(Beginning of Information provided)

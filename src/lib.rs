//! fastbloom: concurrent Bloom filters for Rust.
//!
//! A Bloom filter is a space-efficient probabilistic set. It answers
//! membership queries with:
//! - **False positives**: may report a key that was never added
//! - **Zero false negatives**: a key that was added is always reported
//!
//! Filters here are grow-only, shared by reference across threads, and
//! serializable to a compact binary envelope.
//!
//! # Quick Start
//!
//! ```
//! use fastbloom::BloomFilter;
//!
//! // 100 expected keys at a 1% false positive rate
//! let filter = BloomFilter::new(100, 0.01).unwrap();
//! assert_eq!(filter.capacity(), 959);
//! assert_eq!(filter.num_hash_functions(), 7);
//!
//! filter.add("a");
//! assert!(filter.test("a"));
//!
//! assert!(!filter.test_and_add("b")); // not seen before
//! assert!(filter.test("b"));
//! assert!(!filter.test("c"));
//! ```
//!
//! # Two Concurrency Models
//!
//! ## 1. Lock-Free ([`BloomFilter`])
//!
//! Every bit is set with an atomic compare-and-swap. `add` and `test` never
//! block, so throughput scales with cores. Two threads racing
//! `test_and_add` on the same new key may both see `false`.
//!
//! ```
//! use fastbloom::BloomFilter;
//! use std::sync::Arc;
//! use std::thread;
//!
//! let filter = Arc::new(BloomFilter::new(10_000, 0.01).unwrap());
//!
//! let handles: Vec<_> = (0..4)
//!     .map(|t| {
//!         let filter = Arc::clone(&filter);
//!         thread::spawn(move || {
//!             for i in 0..100 {
//!                 filter.add(&format!("{}-{}", t, i));
//!             }
//!         })
//!     })
//!     .collect();
//! for handle in handles {
//!     handle.join().unwrap();
//! }
//!
//! assert!(filter.test("3-99"));
//! assert_eq!(filter.count(), 400);
//! ```
//!
//! ## 2. Single Lock ([`MutexBloomFilter`])
//!
//! One reader-writer lock covers each whole operation, so exactly one of
//! several concurrent `test_and_add` calls on a new key reports `false`.
//!
//! ```
//! use fastbloom::MutexBloomFilter;
//!
//! let filter = MutexBloomFilter::new(100, 0.01).unwrap();
//! assert!(!filter.test_and_add("job"));
//! assert!(filter.test_and_add("job"));
//! ```
//!
//! # Storage Strategies
//!
//! | Strategy | Unit | Synchronization |
//! |---|---|---|
//! | [`StorageStrategy::Atomic32`] (default) | 32-bit word | CAS per bit |
//! | [`StorageStrategy::Atomic64`] | 64-bit word | CAS per bit |
//! | [`StorageStrategy::MutexBytes`] | byte | reader-writer lock |
//!
//! # Using the Builder
//!
//! ```
//! use fastbloom::{FilterBuilder, StorageStrategy};
//!
//! let filter = FilterBuilder::new()
//!     .expected_items(1_000)
//!     .false_positive_rate(0.001)
//!     .storage(StorageStrategy::Atomic64)
//!     .build()
//!     .unwrap();
//! assert_eq!(filter.storage_strategy(), StorageStrategy::Atomic64);
//! ```
//!
//! # Serialization
//!
//! ```
//! use fastbloom::BloomFilter;
//!
//! let filter = BloomFilter::new(100, 0.01).unwrap();
//! filter.add("kept");
//!
//! let bytes = filter.encode();
//! let restored = BloomFilter::decode(&bytes).unwrap();
//! assert!(restored.test("kept"));
//! ```
//!
//! With the `serde` feature (on by default) both filter types also implement
//! `Serialize` and `Deserialize`.
//!
//! # Features
//!
//! - `serde` (default): serde support for filters, strategies and builder metadata
//! - `xxhash`: [`hash::XxHash3`] as an alternative hasher
//! - `trace`: per-operation `tracing::trace!` events on the hot paths
//!
//! # Logging
//!
//! Construction, encoding and decoding emit [`tracing`] events at `debug`
//! level; rejected inputs are reported at `warn`. Install any subscriber to
//! see them.

#![warn(missing_docs)]
#![warn(clippy::all)]
#![allow(clippy::module_name_repetitions)]
#![allow(clippy::bool_assert_comparison)]
#![deny(unsafe_code)]
#![cfg_attr(docsrs, feature(doc_cfg))]

/// Core storage, sizing and the shared filter trait
pub mod core;

/// Error types and result aliases
pub mod error;

/// Lock-free and single-lock filters
pub mod filters;

/// Hash functions and the hasher pool
pub mod hash;

/// Binary envelope and serde support
pub mod codec;

/// Type-safe filter builder
pub mod builder;

pub use builder::{FilterBuilder, FilterMetadata};
pub use codec::{FilterEnvelope, FrameError};
pub use core::filter::SharedBloomFilter;
pub use core::storage::{BitStorage, StorageStrategy};
pub use error::{BloomError, Result};
pub use filters::{BloomFilter, MutexBloomFilter};
pub use hash::Hasher64;

/// Prelude module for convenient imports.
///
/// # Examples
///
/// ```
/// use fastbloom::prelude::*;
///
/// let filter = BloomFilter::new(1000, 0.01).unwrap();
/// filter.insert(b"hello");
/// assert!(filter.contains(b"hello"));
/// ```
pub mod prelude {
    pub use crate::builder::{FilterBuilder, FilterMetadata};
    pub use crate::core::filter::SharedBloomFilter;
    pub use crate::core::storage::{BitStorage, StorageStrategy};
    pub use crate::error::{BloomError, Result};
    pub use crate::filters::{BloomFilter, MutexBloomFilter};
    pub use crate::hash::{Fnv64, Fnv64a, Hasher64};

    #[cfg(feature = "xxhash")]
    pub use crate::hash::XxHash3;
}

#[cfg(test)]
mod tests {
    use super::prelude::*;
    use std::sync::Arc;

    #[test]
    fn test_prelude_imports() {
        let filter = BloomFilter::new(100, 0.01).unwrap();
        filter.add("test");
        assert!(filter.test("test"));
    }

    #[test]
    fn test_trait_usage() {
        fn exercise<F: SharedBloomFilter>(filter: &F) {
            filter.insert(b"item");
            assert!(filter.contains(b"item"));
            assert!(filter.check_and_insert(b"item"));
        }

        exercise(&BloomFilter::new(100, 0.01).unwrap());
        exercise(&MutexBloomFilter::new(100, 0.01).unwrap());
    }

    #[test]
    fn test_trait_objects() {
        let filters: Vec<Box<dyn SharedBloomFilter>> = vec![
            Box::new(BloomFilter::new(100, 0.01).unwrap()),
            Box::new(MutexBloomFilter::new(100, 0.01).unwrap()),
        ];

        for filter in &filters {
            filter.insert(b"dyn");
            assert!(filter.contains(b"dyn"));
            assert_eq!(filter.bit_count(), 959);
            assert_eq!(filter.hash_count(), 7);
            assert_eq!(filter.insert_count(), 1);
            assert_eq!(filter.storage_strategy(), StorageStrategy::Atomic32);
        }
    }

    #[test]
    fn test_batch_helpers() {
        let filter = MutexBloomFilter::new(100, 0.01).unwrap();
        let keys: [&[u8]; 2] = [b"a", b"b"];
        filter.insert_batch(keys);

        assert!(filter.contains_all(keys));
        assert!(filter.contains_any([&b"c"[..], &b"a"[..]]));
        assert!(!filter.contains_all([&b"a"[..], &b"c"[..]]));
    }

    #[test]
    fn test_shared_across_threads() {
        let filter = Arc::new(BloomFilter::new(1000, 0.01).unwrap());

        let filter_clone = Arc::clone(&filter);
        let handle = std::thread::spawn(move || {
            filter_clone.add("thread_item");
        });
        handle.join().unwrap();

        assert!(filter.test("thread_item"));
    }

    #[test]
    fn test_builder_through_root() {
        let filter = FilterBuilder::new()
            .expected_items(100)
            .false_positive_rate(0.01)
            .build_mutex()
            .unwrap();
        assert_eq!(filter.capacity(), 959);
    }

    #[test]
    fn test_decode_error_kind() {
        let err = BloomFilter::decode(b"foo").unwrap_err();
        assert!(err.is_decode());
        assert!(matches!(
            err,
            BloomError::Decode(crate::FrameError::TruncatedFrame { .. })
        ));
    }
}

(End of Information provided)

▶ Task brief:
Tally the lines of the entries that include the word "types" and give only the total.

▶ Response:
2